*** Opening ENTRIES PROVIDED ***

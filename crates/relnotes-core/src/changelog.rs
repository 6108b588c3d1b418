//! Changelog rendering.

use std::fmt::Write;

use relnotes_change::{Commit, PullRequest};
use relnotes_config::Config;

use crate::{ChangelogEntry, Mode, categorize};

/// Body used when no section has any content.
pub const NO_CHANGES_LINE: &str = "_No notable changes in this release._";

/// Returns the commits not already represented by a pull request.
///
/// A commit is considered represented when its message contains `#{number}`
/// for any of `pulls`. This is a plain substring check, so `#1` also matches a
/// message mentioning `#12`.
pub fn deduplicate<'a>(commits: &'a [Commit], pulls: &[PullRequest]) -> Vec<&'a Commit> {
    commits
        .iter()
        .filter(|commit| !pulls.iter().any(|pull| commit.mentions(&pull.reference())))
        .collect()
}

/// Renders categorized entries and commits into the changelog document.
///
/// Commits are deduplicated against `pulls` before rendering. Blocks are
/// separated by a blank line and the result carries no surrounding
/// whitespace.
pub fn render(
    entries: &[ChangelogEntry],
    commits: &[Commit],
    pulls: &[PullRequest],
    mode: Mode,
    from_tag: &str,
    to_tag: &str,
) -> String {
    let mut blocks = vec![format!("## What's Changed ({from_tag} → {to_tag})")];

    if mode.includes_pulls() {
        for entry in entries.iter().filter(|e| !e.items.is_empty()) {
            blocks.push(format!("### {}\n\n{}", entry.category, entry.items.join("\n")));
        }
    }

    if mode.includes_commits() {
        let remaining = deduplicate(commits, pulls);
        if !remaining.is_empty() {
            let mut block = String::from("### Commits\n");
            for commit in remaining {
                _ = write!(
                    block,
                    "\n- `{}` {} (@{})",
                    commit.sha, commit.message, commit.author
                );
            }
            blocks.push(block);
        }
    }

    if blocks.len() == 1 {
        blocks.push(NO_CHANGES_LINE.to_string());
    }

    blocks.join("\n\n").trim().to_string()
}

/// Builds the changelog for a resolved range.
///
/// Pure: the output depends only on the arguments.
pub fn generate_changelog(
    config: &Config,
    pulls: &[PullRequest],
    commits: &[Commit],
    mode: Mode,
    from_tag: &str,
    to_tag: &str,
) -> String {
    let entries = if mode.includes_pulls() {
        categorize(config, pulls)
    } else {
        Vec::new()
    };
    render(&entries, commits, pulls, mode, from_tag, to_tag)
}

*** Closing ENTRIES PROVIDED ***

§ INSTRUCTIONS FOR THE TASK
Your reply should repeat the entries above in full, with every character intact.

§ SOLUTION TO THIS EXERCISE
filename crates/relnotes-core/src/changelog.rs
repository 6108b588c3d1b418
//! Changelog rendering.

use std::fmt::Write;

use relnotes_change::{Commit, PullRequest};
use relnotes_config::Config;

use crate::{ChangelogEntry, Mode, categorize};

/// Body used when no section has any content.
pub const NO_CHANGES_LINE: &str = "_No notable changes in this release._";

/// Returns the commits not already represented by a pull request.
///
/// A commit is considered represented when its message contains `#{number}`
/// for any of `pulls`. This is a plain substring check, so `#1` also matches a
/// message mentioning `#12`.
pub fn deduplicate<'a>(commits: &'a [Commit], pulls: &[PullRequest]) -> Vec<&'a Commit> {
    commits
        .iter()
        .filter(|commit| !pulls.iter().any(|pull| commit.mentions(&pull.reference())))
        .collect()
}

/// Renders categorized entries and commits into the changelog document.
///
/// Commits are deduplicated against `pulls` before rendering. Blocks are
/// separated by a blank line and the result carries no surrounding
/// whitespace.
pub fn render(
    entries: &[ChangelogEntry],
    commits: &[Commit],
    pulls: &[PullRequest],
    mode: Mode,
    from_tag: &str,
    to_tag: &str,
) -> String {
    let mut blocks = vec![format!("## What's Changed ({from_tag} → {to_tag})")];

    if mode.includes_pulls() {
        for entry in entries.iter().filter(|e| !e.items.is_empty()) {
            blocks.push(format!("### {}\n\n{}", entry.category, entry.items.join("\n")));
        }
    }

    if mode.includes_commits() {
        let remaining = deduplicate(commits, pulls);
        if !remaining.is_empty() {
            let mut block = String::from("### Commits\n");
            for commit in remaining {
                _ = write!(
                    block,
                    "\n- `{}` {} (@{})",
                    commit.sha, commit.message, commit.author
                );
            }
            blocks.push(block);
        }
    }

    if blocks.len() == 1 {
        blocks.push(NO_CHANGES_LINE.to_string());
    }

    blocks.join("\n\n").trim().to_string()
}

/// Builds the changelog for a resolved range.
///
/// Pure: the output depends only on the arguments.
pub fn generate_changelog(
    config: &Config,
    pulls: &[PullRequest],
    commits: &[Commit],
    mode: Mode,
    from_tag: &str,
    to_tag: &str,
) -> String {
    let entries = if mode.includes_pulls() {
        categorize(config, pulls)
    } else {
        Vec::new()
    };
    render(&entries, commits, pulls, mode, from_tag, to_tag)
}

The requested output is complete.